There they were, piles of battered old notebooks, snippets of ideas, thoughts, feelings.
Adolescent ramblings, or just a random collection of words. Abandoned songs scribbled out in earnest addressed indignantly to disinterested love interests.
Some mad sketches in the margins.
The best stuff was actually quotes that I'd found amusing in my university lectures – funny stuff that, but not mine.
I couldn't say what had brought me to the empty page that day, full of expectancy. But it seemed important somehow.
With considerable effort, I began to form words in blue ink: Purple hedge rude rhinocerous.
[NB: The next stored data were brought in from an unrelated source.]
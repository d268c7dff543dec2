//! Utility modules for browser, network and text operations.
//!
//! Provides:
//! - [`dom`] - Window, storage, focus and hash helpers
//! - [`GlooTransport`] - Browser HTTP transport with timeout
//! - [`markdown_to_html`] - Markdown rendering with XSS sanitization
//! - [`logger`] - `log` backend for the browser console
//! - [`url`] - Lenient parsing of author-supplied links

pub mod dom;
mod fetch;
pub mod logger;
mod markdown;
pub mod url;

pub use fetch::GlooTransport;
pub use markdown::markdown_to_html;
//! Theater-mode browser: module tabs and a topic playlist.
//!
//! Tabs switch the browsed module only. The accordion of the default view
//! keeps its own expanded state. A failed module list shows the same
//! retry panel as the sidebar.

use leptos::prelude::*;

use super::{LoadError, TopicList};
use crate::app::AppContext;
use crate::models::Module;

stylance::import_crate_style!(css, "src/components/course/theater.module.css");

#[component]
pub fn TheaterBrowser() -> impl IntoView {
    let ctx = use_context::<AppContext>().expect("AppContext must be provided");

    let browsing = Memo::new(move |_| ctx.layout.with(|l| l.browsing_module));
    let modules = Memo::new(move |_| ctx.modules.with(|state| state.items().to_vec()));
    let load_error = Memo::new(move |_| ctx.modules.with(|state| state.error().map(String::from)));

    view! {
        <section class=css::theater aria-label="Course browser">
            {move || load_error.get().map(|message| view! {
                <LoadError message=message on_retry=Callback::new(move |_| ctx.load_modules()) />
            })}
            <div class=css::tabs role="tablist">
                <For
                    each=move || modules.get()
                    key=|module| module.id
                    children=move |module: Module| {
                        let id = module.id;
                        let active = Memo::new(move |_| browsing.get() == Some(id));
                        view! {
                            <button
                                role="tab"
                                class=move || {
                                    if active.get() {
                                        format!("{} {}", css::tab, css::tabActive)
                                    } else {
                                        css::tab.to_string()
                                    }
                                }
                                aria-selected=move || active.get().to_string()
                                on:click=move |_| ctx.browse(id)
                            >
                                {module.title}
                            </button>
                        }
                    }
                />
            </div>

            <div class=css::playlist>
                {move || match browsing.get() {
                    Some(module) => view! { <TopicList module=module /> }.into_any(),
                    None => {
                        view! {
                            <p class=css::hint>"Choose a module to browse its topics."</p>
                        }
                            .into_any()
                    }
                }}
            </div>
        </section>
    }
}
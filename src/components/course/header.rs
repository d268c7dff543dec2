//! Course header component.

use leptos::prelude::*;
use leptos_icons::Icon;

use crate::app::AppContext;
use crate::components::icons as ic;
use crate::config::APP_NAME;
use crate::models::{AppRoute, ViewMode};

stylance::import_crate_style!(css, "src/components/course/header.module.css");

/// Title bar with the signed-in role and the single view-mode control.
#[component]
pub fn CourseHeader() -> impl IntoView {
    let ctx = use_context::<AppContext>().expect("AppContext must be provided");

    let mode = Memo::new(move |_| ctx.layout.with(|l| l.mode));
    let role = ctx.services().api.session().and_then(|s| s.role);

    let mode_icon = move || {
        let icon = match mode.get() {
            ViewMode::Default => ic::THEATER,
            ViewMode::Theater => ic::FULLSCREEN,
            ViewMode::Fullscreen => ic::EXIT_FULLSCREEN,
        };
        view! { <Icon icon=icon /> }
    };

    view! {
        <header class=css::header>
            <a class=css::brand href=AppRoute::Course.to_hash()>
                {APP_NAME}
            </a>

            <div class=css::actions>
                {role.map(|role| view! {
                    <span class=css::role>{role.label()}</span>
                })}

                <button
                    class=css::modeButton
                    on:click=move |_| ctx.cycle_mode()
                    title=move || mode.get().cycle_title()
                    aria-label=move || mode.get().cycle_title()
                >
                    {mode_icon}
                </button>
            </div>
        </header>
    }
}
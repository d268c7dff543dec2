//! Wire types for the course backend.
//!
//! Every list endpoint answers with [`ApiEnvelope`]:
//!
//! ```json
//! { "data": [ ... ], "total": 42 }
//! ```
//!
//! `total` is optional. Anything else (a bare array, `results`, `items`)
//! is a decode error rather than something to guess at.

use serde::{Deserialize, Serialize};

/// The list response envelope.
#[derive(Clone, Debug, PartialEq, Serialize, Deserialize)]
pub struct ApiEnvelope<T> {
    pub data: Vec<T>,
    #[serde(default)]
    pub total: Option<u64>,
}

/// Body of `POST /auth/refresh`.
#[derive(Clone, Debug, PartialEq, Serialize)]
pub struct RefreshRequest<'a> {
    pub refresh_token: &'a str,
}

/// Response of `POST /auth/refresh`.
///
/// Backends that rotate refresh tokens send a new one; otherwise the
/// previous token stays valid.
#[derive(Clone, Debug, PartialEq, Deserialize)]
pub struct RefreshResponse {
    pub access_token: String,
    #[serde(default)]
    pub refresh_token: Option<String>,
}

#[cfg(test)]
mod tests {
    use super::*;
    use crate::models::Module;

    #[test]
    fn test_envelope_decodes() {
        let env: ApiEnvelope<Module> = serde_json::from_str(
            r#"{"data": [{"id": 1, "title": "Basics", "description": null, "order_index": 0}], "total": 1}"#,
        )
        .unwrap();
        assert_eq!(env.data.len(), 1);
        assert_eq!(env.total, Some(1));
    }

    #[test]
    fn test_envelope_rejects_other_shapes() {
        assert!(serde_json::from_str::<ApiEnvelope<Module>>(r#"[{"id": 1, "title": "a"}]"#).is_err());
        assert!(
            serde_json::from_str::<ApiEnvelope<Module>>(r#"{"results": [{"id": 1, "title": "a"}]}"#)
                .is_err()
        );
    }
}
Ridiculous, what was I playing at?
I crossed these out and tried again: Dear Sir or Madam...
Not, perhaps, the harbinger of an instant classic beginning to take shape.
I crinkled up the sheet of paper and threw it at the wastepaper basket, missing it, of course.
I picked up a crayon and drew a purple hedge rude rhinocerous. Well, at least I think I did. It's bulging eyes looked up at me with anticipation. I signed it – never know, one day it may be found and I will be lamented as one of England's undiscovered, brilliant, underground, avant-garde artists.
The rhinocerous smirked at me after I had that thought. I screwed him up and threw him at the bin too. He went in. “Ha” I said triumphantly.
I'm not even sure what an avant-garde artist is actually.